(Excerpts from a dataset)
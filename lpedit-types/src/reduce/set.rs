use crate::{Set, SessionState, SetId};

use super::{upsert_by_position, Reduced};

pub(super) fn reduce(state: &mut SessionState, set: &Set) -> Reduced {
    let outcome = upsert_by_position(&mut state.pod.sets, set.id.get(), set.clone(), |s| s.id.get());
    state.pod.current_set_id = Some(SetId::new(outcome.slot()));
    Reduced::Set(outcome)
}

#[cfg(test)]
mod tests {
    use super::*;
    use crate::reduce::UpsertOutcome;
    use crate::{Preset, PresetId};

    fn set(id: usize, name: &str) -> Set {
        Set::new(SetId::new(id), name)
    }

    #[test]
    fn first_set_appends_and_selects() {
        let mut state = SessionState::new();
        assert_eq!(reduce(&mut state, &set(0, "A")), Reduced::Set(UpsertOutcome::Appended(0)));
        assert_eq!(state.pod.sets.len(), 1);
        assert_eq!(state.pod.current_set_id, Some(SetId::new(0)));
    }

    #[test]
    fn existing_slot_is_replaced() {
        let mut state = SessionState::new();
        reduce(&mut state, &set(0, "A"));
        reduce(&mut state, &set(1, "B"));
        reduce(&mut state, &set(0, "A2"));
        assert_eq!(state.pod.sets.len(), 2);
        assert_eq!(state.pod.sets[0].name, "A2");
        assert_eq!(state.pod.current_set_id, Some(SetId::new(0)));
    }

    #[test]
    fn replacing_set_swaps_its_presets() {
        let mut state = SessionState::new();
        let mut full = set(0, "A");
        full.presets.push(Preset::new(PresetId::new(0), SetId::new(0), "P1"));
        reduce(&mut state, &full);
        reduce(&mut state, &set(0, "A"));
        assert!(state.pod.sets[0].presets.is_empty());
    }

    #[test]
    fn out_of_order_set_appends_and_selects_landing_slot() {
        let mut state = SessionState::new();
        let outcome = reduce(&mut state, &set(5, "F"));
        assert_eq!(
            outcome,
            Reduced::Set(UpsertOutcome::AppendedOutOfOrder {
                requested: 5,
                slot: 0
            })
        );
        assert_eq!(state.pod.sets.len(), 1);
        assert_eq!(state.pod.current_set_id, Some(SetId::new(0)));
        assert_eq!(state.pod.current_set().map(|s| s.name.as_str()), Some("F"));
    }

    #[test]
    fn applying_same_set_twice_is_idempotent() {
        let mut once = SessionState::new();
        reduce(&mut once, &set(0, "A"));
        let mut twice = once.clone();
        reduce(&mut twice, &set(0, "A"));
        assert_eq!(once, twice);
    }
}
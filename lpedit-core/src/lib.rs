//! Client-side state synchronization for a remote pedal board.
//!
//! The backend process owns the device; this crate keeps a local model of
//! it consistent with the backend's push events and the operator's edits:
//!
//! - [`sync::PodSync`] owns the canonical state and publishes immutable
//!   snapshots to subscribers.
//! - [`event_port::EventBus`] is the named-event surface the transport
//!   delivers into.
//! - [`controller::PodController`] is the parameter mutation service:
//!   validation, optimistic update, backend dispatch, echo tracking and
//!   tap tempo.

pub mod backend;
pub mod config;
pub mod controller;
pub mod event_port;
pub mod fanout;
pub mod mutation;
pub mod selection;
pub mod snapshot;
pub mod sync;

pub use backend::RecordingBackend;
pub use config::Config;
pub use controller::{PodController, TapResult};
pub use event_port::{EventBus, PodBinding};
pub use fanout::{Subscribers, Subscription, SubscriptionId};
pub use mutation::{MutationOutcome, RejectReason, ServiceOptions, TapOutcome, TapTempo};
pub use selection::ViewCursor;
pub use snapshot::PodSnapshot;
pub use sync::PodSync;
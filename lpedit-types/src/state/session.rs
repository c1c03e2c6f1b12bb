//! Session-level state: connection status plus the canonical pod.

use serde::{Deserialize, Serialize};

use super::pod::Pod;

/// Everything the synchronizer owns for one device session.
#[derive(Debug, Clone, Default, PartialEq, Serialize, Deserialize)]
pub struct SessionState {
    /// Whether a device session is active (`start` seen, no `stop` since).
    pub is_started: bool,
    /// Initialization progress in percent while the backend loads the device.
    pub progress: Option<i32>,
    /// Error reported by the last abnormal stop; cleared by the next start.
    pub stop_error: Option<String>,
    pub pod: Pod,
}

impl SessionState {
    pub fn new() -> Self {
        Self::default()
    }
}
//! Pure state-mutation reducers for the pedal board session.
//!
//! These functions are the single source of truth for event → state merges.
//! lpedit-core's synchronizer calls them on a private copy of the state and
//! publishes the result as a new snapshot.
//!
//! Reducers are pure: they mutate `SessionState` only. They do NOT:
//! - Log (the outcome is returned so the caller can)
//! - Publish snapshots or notify observers
//! - Talk to the backend

mod parameter;
mod preset;
mod session;
mod set;

pub use parameter::apply_local_value;

use crate::{PodEvent, SessionState};

/// Where an upserted entity landed in its owning sequence.
#[derive(Debug, Clone, Copy, PartialEq, Eq)]
pub enum UpsertOutcome {
    /// The slot existed and was overwritten.
    Replaced(usize),
    /// The entity was appended at exactly its requested position.
    Appended(usize),
    /// The requested position was beyond the end; the entity went to `slot`.
    AppendedOutOfOrder { requested: usize, slot: usize },
    /// An earlier out-of-order copy of the entity sat at `slot` and was
    /// overwritten in place.
    ReplacedOutOfOrder { requested: usize, slot: usize },
}

impl UpsertOutcome {
    /// Slot index the entity now occupies.
    pub fn slot(&self) -> usize {
        match *self {
            UpsertOutcome::Replaced(i) | UpsertOutcome::Appended(i) => i,
            UpsertOutcome::AppendedOutOfOrder { slot, .. }
            | UpsertOutcome::ReplacedOutOfOrder { slot, .. } => slot,
        }
    }

    pub fn is_out_of_order(&self) -> bool {
        matches!(
            self,
            UpsertOutcome::AppendedOutOfOrder { .. } | UpsertOutcome::ReplacedOutOfOrder { .. }
        )
    }
}

/// Insert `item` at position `requested`, replacing what is there.
///
/// Positions past the end never index out of bounds. An entry whose own id
/// (per `id_of`) equals `requested` is one that landed out of order earlier;
/// it is overwritten in place. Otherwise the item is appended and the outcome
/// says so. The sequence grows by at most one element, and never twice for
/// the same id.
pub fn upsert_by_position<T, F>(items: &mut Vec<T>, requested: usize, item: T, id_of: F) -> UpsertOutcome
where
    F: Fn(&T) -> usize,
{
    let len = items.len();
    if requested < len {
        items[requested] = item;
        return UpsertOutcome::Replaced(requested);
    }
    if let Some(slot) = items.iter().position(|existing| id_of(existing) == requested) {
        items[slot] = item;
        return UpsertOutcome::ReplacedOutOfOrder { requested, slot };
    }
    items.push(item);
    if requested == len {
        UpsertOutcome::Appended(len)
    } else {
        UpsertOutcome::AppendedOutOfOrder {
            requested,
            slot: len,
        }
    }
}

/// What applying an event did to the state.
#[derive(Debug, Clone, Copy, PartialEq, Eq)]
pub enum Reduced {
    /// Event carries nothing the state tracks.
    Unchanged,
    /// A parameter arrived while no preset was selected; dropped.
    NoSelection,
    /// Session flags were reset (start/stop).
    Session,
    /// Progress was recorded or cleared.
    Progress,
    Set(UpsertOutcome),
    Preset {
        /// Empty sets created to make the preset's set index resolvable.
        placeholders: usize,
        outcome: UpsertOutcome,
    },
    Parameter(UpsertOutcome),
}

impl Reduced {
    /// Whether the state may differ from before the event.
    pub fn changed(&self) -> bool {
        !matches!(self, Reduced::Unchanged | Reduced::NoSelection)
    }
}

/// Apply an event's state mutations to the given state.
pub fn reduce_event(event: &PodEvent, state: &mut SessionState) -> Reduced {
    match event {
        PodEvent::Start => session::start(state),
        PodEvent::Stop { error } => session::stop(state, error.as_deref()),
        PodEvent::StatusProgress(percent) => session::progress(state, *percent),
        PodEvent::InitDone => session::init_done(state),
        PodEvent::SetChange(s) => set::reduce(state, s),
        PodEvent::PresetChange(p) => preset::reduce(state, p),
        PodEvent::ParameterChange(p) => parameter::reduce(state, p),
        // Opaque to the core; stage types are carried by preset events.
        PodEvent::TypeChange(_) | PodEvent::ActiveChange => Reduced::Unchanged,
    }
}
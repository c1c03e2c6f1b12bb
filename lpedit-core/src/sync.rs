//! The state synchronizer: sole writer of the canonical session state.
//!
//! Every change runs the pure reducer on the private working state and then
//! publishes one fresh `Arc<PodSnapshot>`. Readers only ever see published
//! snapshots, so no partially applied update is observable.

use std::sync::Arc;

use log::{debug, info, trace, warn};

use lpedit_types::reduce::{self, Reduced, UpsertOutcome};
use lpedit_types::{
    Parameter, ParameterId, PodEvent, Preset, PresetId, SessionState, Set, SetId,
};

use crate::fanout::{Subscribers, Subscription, SubscriptionId};
use crate::snapshot::PodSnapshot;

pub struct PodSync {
    state: SessionState,
    snapshot: Arc<PodSnapshot>,
    subscribers: Subscribers,
}

impl Default for PodSync {
    fn default() -> Self {
        Self::new()
    }
}

impl PodSync {
    pub fn new() -> Self {
        let state = SessionState::new();
        let snapshot = Arc::new(PodSnapshot::from_state(&state, 0));
        Self {
            state,
            snapshot,
            subscribers: Subscribers::new(),
        }
    }

    /// Latest published snapshot.
    pub fn snapshot(&self) -> Arc<PodSnapshot> {
        Arc::clone(&self.snapshot)
    }

    pub fn state(&self) -> &SessionState {
        &self.state
    }

    pub fn subscribe(&mut self) -> Subscription {
        self.subscribers.subscribe()
    }

    pub fn unsubscribe(&mut self, id: SubscriptionId) -> bool {
        self.subscribers.unsubscribe(id)
    }

    /// Merge an inbound event. Publishes a snapshot if the state changed.
    pub fn apply(&mut self, event: &PodEvent) -> Reduced {
        let reduced = reduce::reduce_event(event, &mut self.state);
        log_reduced(event, &reduced);
        if reduced.changed() {
            self.publish();
        }
        reduced
    }

    pub fn on_session_start(&mut self) -> Reduced {
        self.apply(&PodEvent::Start)
    }

    pub fn on_session_stop(&mut self, error: Option<String>) -> Reduced {
        self.apply(&PodEvent::Stop { error })
    }

    pub fn on_set_changed(&mut self, set: Set) -> Reduced {
        self.apply(&PodEvent::SetChange(set))
    }

    pub fn on_preset_changed(&mut self, preset: Preset) -> Reduced {
        self.apply(&PodEvent::PresetChange(preset))
    }

    pub fn on_parameter_changed(&mut self, parameter: Parameter) -> Reduced {
        self.apply(&PodEvent::ParameterChange(parameter))
    }

    pub fn on_progress(&mut self, percent: i32) -> Reduced {
        self.apply(&PodEvent::StatusProgress(percent))
    }

    pub fn on_init_done(&mut self) -> Reduced {
        self.apply(&PodEvent::InitDone)
    }

    /// Optimistically store a locally requested value on the selected preset.
    ///
    /// Returns the parameter as it was before, or `None` (and publishes
    /// nothing) when there is no selected preset or no such parameter.
    ///
    /// Unlike [`PodSync::on_parameter_changed`], this never appends: a local
    /// request carries only a value, so a parameter the device has not
    /// described cannot be created from it.
    pub fn set_parameter_value(&mut self, parameter_id: ParameterId, value: &str) -> Option<Parameter> {
        let previous = reduce::apply_local_value(&mut self.state, parameter_id, value)?;
        debug!(target: "sync", "local value for parameter {} = '{}'", parameter_id, value);
        self.publish();
        Some(previous)
    }

    /// Put back `parameter` at its position, provided the given set/preset
    /// is still the selected one. Used to revert unconfirmed edits.
    pub fn restore_parameter(&mut self, set: SetId, preset: PresetId, parameter: Parameter) -> bool {
        if self.selection() != Some((set, preset)) {
            return false;
        }
        let Some(slot) = self
            .state
            .pod
            .current_preset_mut()
            .and_then(|p| p.parameter_mut(parameter.id))
        else {
            return false;
        };
        *slot = parameter;
        self.publish();
        true
    }

    /// Selected (set, preset) slot pair, if both are set.
    pub fn selection(&self) -> Option<(SetId, PresetId)> {
        Some((self.state.pod.current_set_id?, self.state.pod.current_preset_id?))
    }

    fn publish(&mut self) {
        let revision = self.snapshot.revision + 1;
        self.snapshot = Arc::new(PodSnapshot::from_state(&self.state, revision));
        trace!(target: "sync", "published {}", self.snapshot.summary());
        self.subscribers.publish(&self.snapshot);
    }
}

fn log_reduced(event: &PodEvent, reduced: &Reduced) {
    match (event, reduced) {
        (PodEvent::Start, _) => info!(target: "sync", "session started"),
        (PodEvent::Stop { error: Some(e) }, _) => warn!(target: "sync", "session stopped: {}", e),
        (PodEvent::Stop { error: None }, _) => info!(target: "sync", "session stopped"),
        (PodEvent::ParameterChange(p), Reduced::NoSelection) => {
            debug!(target: "sync", "parameter {} dropped: no preset selected", p.id)
        }
        (_, Reduced::Set(outcome)) => log_out_of_order("set", outcome),
        (_, Reduced::Preset { placeholders, outcome }) => {
            if *placeholders > 0 {
                warn!(target: "sync", "created {} placeholder set(s) for preset event", placeholders);
            }
            log_out_of_order("preset", outcome);
        }
        (_, Reduced::Parameter(outcome)) => log_out_of_order("parameter", outcome),
        (PodEvent::TypeChange(_), _) | (PodEvent::ActiveChange, _) => {
            trace!(target: "sync", "ignoring {}", event.kind())
        }
        _ => {}
    }
}

fn log_out_of_order(what: &str, outcome: &UpsertOutcome) {
    match outcome {
        UpsertOutcome::AppendedOutOfOrder { requested, slot } => warn!(
            target: "sync",
            "{} event for position {} is out of order, appended at {}",
            what, requested, slot
        ),
        UpsertOutcome::ReplacedOutOfOrder { requested, slot } => debug!(
            target: "sync",
            "{} event for position {} updates its out-of-order copy at {}",
            what, requested, slot
        ),
        _ => {}
    }
}
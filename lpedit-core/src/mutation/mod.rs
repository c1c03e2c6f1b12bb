//! Parameter mutation: validation rules, outcomes, echo tracking and tap tempo.

mod pending;
mod tap_tempo;

pub use pending::{PendingChange, PendingChanges};
pub use tap_tempo::{TapOutcome, TapTempo};

use std::fmt;
use std::time::Duration;

use lpedit_types::{Parameter, ParameterId};

/// Result of a local mutation request.
#[derive(Debug, Clone, PartialEq)]
pub enum MutationOutcome {
    /// Dispatched to the backend and applied optimistically.
    Accepted,
    /// Nothing was dispatched and local state is unchanged.
    Rejected(RejectReason),
}

impl MutationOutcome {
    pub fn is_accepted(&self) -> bool {
        matches!(self, MutationOutcome::Accepted)
    }
}

#[derive(Debug, Clone, PartialEq)]
pub enum RejectReason {
    /// No preset is selected on the device.
    NoSelection,
    /// The selected preset has no parameter at this position.
    UnknownParameter(ParameterId),
    /// Numeric parameter given text that does not parse.
    NotANumber(String),
    OutOfRange { value: f64, min: i32, max: i32 },
    /// Enumerated value outside the allowed list (strict mode only).
    NotAllowed(String),
    /// The backend could not be reached.
    Dispatch(String),
}

impl fmt::Display for RejectReason {
    fn fmt(&self, f: &mut fmt::Formatter<'_>) -> fmt::Result {
        match self {
            RejectReason::NoSelection => write!(f, "no preset selected"),
            RejectReason::UnknownParameter(id) => write!(f, "no parameter at position {}", id),
            RejectReason::NotANumber(text) => write!(f, "'{}' is not a number", text),
            RejectReason::OutOfRange { value, min, max } => {
                write!(f, "{} is outside {}..={}", value, min, max)
            }
            RejectReason::NotAllowed(value) => write!(f, "'{}' is not an allowed value", value),
            RejectReason::Dispatch(err) => write!(f, "backend unavailable: {}", err),
        }
    }
}

impl std::error::Error for RejectReason {}

impl fmt::Display for MutationOutcome {
    fn fmt(&self, f: &mut fmt::Formatter<'_>) -> fmt::Result {
        match self {
            MutationOutcome::Accepted => write!(f, "accepted"),
            MutationOutcome::Rejected(reason) => write!(f, "rejected: {}", reason),
        }
    }
}

/// Knobs for the mutation service, usually taken from [`crate::Config`].
#[derive(Debug, Clone, Copy, PartialEq, Eq)]
pub struct ServiceOptions {
    /// How long an optimistic edit waits for its echo before reverting.
    pub pending_timeout: Duration,
    /// Check enumerated values against `allowed_value`.
    pub strict_enumerations: bool,
}

impl Default for ServiceOptions {
    fn default() -> Self {
        Self {
            pending_timeout: Duration::from_millis(3000),
            strict_enumerations: false,
        }
    }
}

/// Check `value` against the parameter's constraints.
///
/// Numeric parameters must parse and fall within `min..=max`. Enumerated
/// parameters take any string unless `strict` is set.
pub fn validate(parameter: &Parameter, value: &str, strict: bool) -> Result<(), RejectReason> {
    if parameter.is_enumerated() {
        if strict && !parameter.accepts(value) {
            return Err(RejectReason::NotAllowed(value.to_string()));
        }
        return Ok(());
    }

    let number: f64 = value
        .trim()
        .parse()
        .map_err(|_| RejectReason::NotANumber(value.to_string()))?;
    if !number.is_finite() {
        return Err(RejectReason::NotANumber(value.to_string()));
    }
    if !parameter.in_range(number) {
        return Err(RejectReason::OutOfRange {
            value: number,
            min: parameter.min,
            max: parameter.max,
        });
    }
    Ok(())
}
//! Immutable view of the session handed to observers.

use lpedit_types::{Pod, Preset, SessionState};

use crate::selection;

/// One consistent reading of the session.
///
/// `current_preset` is derived from `pod` when the snapshot is built, so the
/// two can never disagree. Snapshots are shared as `Arc<PodSnapshot>`; a new
/// `Arc` is published for every change, so `Arc::ptr_eq` detects changes.
#[derive(Debug, Clone, Default, PartialEq)]
pub struct PodSnapshot {
    pub is_started: bool,
    pub progress: Option<i32>,
    pub stop_error: Option<String>,
    pub pod: Pod,
    pub current_preset: Option<Preset>,
    /// Increases by one with every published snapshot.
    pub revision: u64,
}

impl PodSnapshot {
    pub fn from_state(state: &SessionState, revision: u64) -> Self {
        Self {
            is_started: state.is_started,
            progress: state.progress,
            stop_error: state.stop_error.clone(),
            current_preset: selection::current_preset(&state.pod),
            pod: state.pod.clone(),
            revision,
        }
    }

    /// One-line status used by log output and the CLI.
    pub fn summary(&self) -> String {
        let status = if self.is_started { "started" } else { "stopped" };
        let mut line = format!(
            "#{} {} sets={} presets={}",
            self.revision,
            status,
            self.pod.sets.len(),
            self.pod.preset_count()
        );
        if let Some(p) = self.progress {
            line.push_str(&format!(" progress={}%", p));
        }
        if let Some(preset) = &self.current_preset {
            line.push_str(&format!(" current={}:{} '{}'", preset.set_id, preset.id, preset.name));
        }
        if let Some(err) = &self.stop_error {
            line.push_str(&format!(" error='{}'", err));
        }
        line
    }
}
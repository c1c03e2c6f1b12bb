//! Named-event subscription surface.
//!
//! The transport delivers backend events into an [`EventBus`], one handler per
//! event kind. [`PodBinding`] wires every kind to a [`PodController`] and
//! removes all of its handlers together when detached.

use std::cell::RefCell;
use std::collections::HashMap;
use std::rc::Rc;

use log::{trace, warn};

use lpedit_types::{Backend, EventKind, NamedEvent, PodEvent};

use crate::controller::PodController;

type Handler = Box<dyn FnMut(&PodEvent)>;

#[derive(Default)]
pub struct EventBus {
    handlers: HashMap<EventKind, Handler>,
}

impl EventBus {
    pub fn new() -> Self {
        Self::default()
    }

    /// Register the handler for `kind`, replacing any previous one.
    pub fn on<F>(&mut self, kind: EventKind, handler: F)
    where
        F: FnMut(&PodEvent) + 'static,
    {
        self.handlers.insert(kind, Box::new(handler));
    }

    pub fn off(&mut self, kind: EventKind) -> bool {
        self.handlers.remove(&kind).is_some()
    }

    pub fn is_registered(&self, kind: EventKind) -> bool {
        self.handlers.contains_key(&kind)
    }

    pub fn handler_count(&self) -> usize {
        self.handlers.len()
    }

    /// Run the handler for the event's kind. Returns false if none is registered.
    pub fn emit(&mut self, event: &PodEvent) -> bool {
        match self.handlers.get_mut(&event.kind()) {
            Some(handler) => {
                handler(event);
                true
            }
            None => {
                trace!(target: "events", "no handler for {}", event.kind());
                false
            }
        }
    }

    /// Decode a raw named event and emit it. Undecodable events are dropped.
    pub fn emit_named(&mut self, event: &NamedEvent) -> bool {
        match PodEvent::decode(event) {
            Ok(decoded) => self.emit(&decoded),
            Err(e) => {
                warn!(target: "events", "dropping event: {}", e);
                false
            }
        }
    }
}

/// The set of handlers one controller registered on a bus.
#[must_use = "a binding must be detached on teardown"]
pub struct PodBinding {
    kinds: Vec<EventKind>,
}

impl PodBinding {
    /// Route every event kind on `bus` into `controller`.
    pub fn attach<B>(bus: &mut EventBus, controller: Rc<RefCell<PodController<B>>>) -> Self
    where
        B: Backend + 'static,
    {
        for kind in EventKind::ALL {
            let controller = Rc::clone(&controller);
            bus.on(kind, move |event| {
                controller.borrow_mut().handle_event(event);
            });
        }
        Self {
            kinds: EventKind::ALL.to_vec(),
        }
    }

    /// Deregister all handlers added by [`PodBinding::attach`].
    pub fn detach(self, bus: &mut EventBus) {
        for kind in &self.kinds {
            bus.off(*kind);
        }
    }
}
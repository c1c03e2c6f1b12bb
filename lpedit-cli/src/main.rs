mod input;
mod render;

use std::cell::RefCell;
use std::fs::File;
use std::io::{self, BufRead};
use std::rc::Rc;
use std::thread;
use std::time::{Duration, Instant};

use crossbeam_channel::{Receiver, RecvTimeoutError};
use log::LevelFilter;

use lpedit_core::{Config, EventBus, MutationOutcome, PodBinding, PodController, TapOutcome, ViewCursor};
use lpedit_net::RemoteBackend;

use input::Command;

type Controller = Rc<RefCell<PodController<RemoteBackend>>>;

const POLL_INTERVAL: Duration = Duration::from_millis(50);

fn init_logging(level: LevelFilter) {
    use simplelog::{Config, WriteLogger};

    let log_path = dirs::config_dir()
        .unwrap_or_else(|| std::path::PathBuf::from("."))
        .join("lpedit")
        .join("lpedit.log");

    if let Some(parent) = log_path.parent() {
        let _ = std::fs::create_dir_all(parent);
    }

    let log_file = match File::create(&log_path).or_else(|_| File::create("/tmp/lpedit.log")) {
        Ok(file) => file,
        Err(e) => {
            eprintln!("logging disabled: {}", e);
            return;
        }
    };

    if let Err(e) = WriteLogger::init(level, Config::default(), log_file) {
        eprintln!("logging disabled: {}", e);
        return;
    }

    log::info!("lpedit starting (log level: {:?})", level);
}

fn flag_value(args: &[String], flag: &str) -> Option<String> {
    args.iter()
        .position(|a| a == flag)
        .and_then(|i| args.get(i + 1).cloned())
}

fn spawn_stdin_reader() -> Receiver<String> {
    let (tx, rx) = crossbeam_channel::unbounded();
    thread::spawn(move || {
        for line in io::stdin().lock().lines() {
            let Ok(line) = line else { break };
            if tx.send(line).is_err() {
                break;
            }
        }
    });
    rx
}

fn main() -> io::Result<()> {
    let args: Vec<String> = std::env::args().collect();
    let verbose = args.iter().any(|a| a == "--verbose" || a == "-v");

    let config = Config::load();
    init_logging(if verbose { LevelFilter::Debug } else { config.log_level() });

    let addr = flag_value(&args, "--connect").unwrap_or_else(|| config.backend_address());
    let name = flag_value(&args, "--name").unwrap_or_else(|| config.client_name());

    let remote = RemoteBackend::connect(&addr, &name)?;
    println!("connected to {} as {:?}; type 'help' for commands", addr, remote.client_id());

    let controller: Controller = Rc::new(RefCell::new(PodController::new(
        remote,
        config.service_options(),
    )));
    let mut bus = EventBus::new();
    let binding = PodBinding::attach(&mut bus, Rc::clone(&controller));
    let updates = controller.borrow_mut().subscribe();
    let lines = spawn_stdin_reader();

    let mut view = ViewCursor::new();
    let clock = Instant::now();

    loop {
        let events = controller.borrow_mut().backend_mut().poll_events();
        for event in &events {
            bus.emit_named(event);
        }
        let reverted = controller.borrow_mut().tick(Instant::now());
        if reverted > 0 {
            println!("{} edit(s) not confirmed by the device, reverted", reverted);
        }
        if let Some(snapshot) = updates.latest() {
            view.sync_with(&snapshot.pod);
            println!("{}", snapshot.summary());
        }
        report_backend_notices(&controller);
        if controller.borrow().backend().server_shutdown() {
            println!("backend went away");
            break;
        }

        match lines.recv_timeout(POLL_INTERVAL) {
            Ok(line) => match input::parse(&line) {
                Ok(Some(Command::Quit)) => break,
                Ok(Some(command)) => run(command, &controller, &mut view, clock),
                Ok(None) => {}
                Err(e) => println!("{}", e),
            },
            Err(RecvTimeoutError::Timeout) => {}
            Err(RecvTimeoutError::Disconnected) => break,
        }
    }

    binding.detach(&mut bus);
    drop(bus);
    controller.borrow_mut().unsubscribe(updates.id);
    if let Ok(cell) = Rc::try_unwrap(controller) {
        let remote = cell.into_inner().into_backend();
        if !remote.server_shutdown() {
            remote.disconnect()?;
        }
    }
    log::info!("lpedit exiting");
    Ok(())
}

fn report_backend_notices(controller: &Controller) {
    let mut controller = controller.borrow_mut();
    let backend = controller.backend_mut();
    if let Some(devices) = backend.take_devices() {
        if devices.is_empty() {
            println!("no devices attached");
        }
        for device in devices {
            println!("  {}  {}", device.id, device.name);
        }
    }
    if let Some(message) = backend.take_error() {
        println!("backend error: {}", message);
    }
}

fn report(outcome: MutationOutcome) {
    if let MutationOutcome::Rejected(reason) = outcome {
        println!("rejected: {}", reason);
    }
}

fn report_io(result: io::Result<()>) {
    if let Err(e) = result {
        println!("not sent: {}", e);
    }
}

fn run(command: Command, controller: &Controller, view: &mut ViewCursor, clock: Instant) {
    let mut controller = controller.borrow_mut();
    match command {
        Command::Show => {
            for line in render::show(&controller.snapshot()) {
                println!("{}", line);
            }
        }
        Command::View(set) => {
            let snapshot = controller.snapshot();
            if !view.view_set(&snapshot.pod, set) {
                println!("set {} not loaded", set);
                return;
            }
            let active = snapshot.current_preset.as_ref();
            for line in render::preset_listing(view.viewed_presets(&snapshot.pod), active) {
                println!("{}", line);
            }
        }
        Command::Param(id, value) => report(controller.request_parameter_value(id, &value)),
        Command::Tempo(bpm) => report(controller.request_tempo(&bpm)),
        Command::Tap => {
            let result = controller.tap_tempo(clock.elapsed().as_millis() as u64);
            match result.outcome {
                TapOutcome::Anchored => println!("tap again"),
                TapOutcome::Estimated(bpm) => println!("{:.1} bpm", bpm),
                TapOutcome::OutOfRange(bpm) => println!("{:.1} bpm is out of range", bpm),
                TapOutcome::NoTarget(bpm) => println!("{:.1} bpm, but no preset is active", bpm),
            }
            if let Some(outcome) = result.submitted {
                report(outcome);
            }
        }
        Command::Preset(set, preset) => report_io(controller.set_preset(preset, set)),
        Command::Start(device) => report_io(controller.start_device(&device)),
        Command::Stop => report_io(controller.stop_device()),
        Command::Save => report_io(controller.save_preset()),
        Command::Reload => report_io(controller.reload_preset()),
        Command::Devices => report_io(controller.list_devices()),
        Command::Help => println!("{}", input::HELP),
        Command::Quit => {}
    }
}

## WHAT NEEDS TO BE DONE:
Count how many lines above carry the word "NoSelection". Only the number is required.

## EXPECTED OUTPUT:
5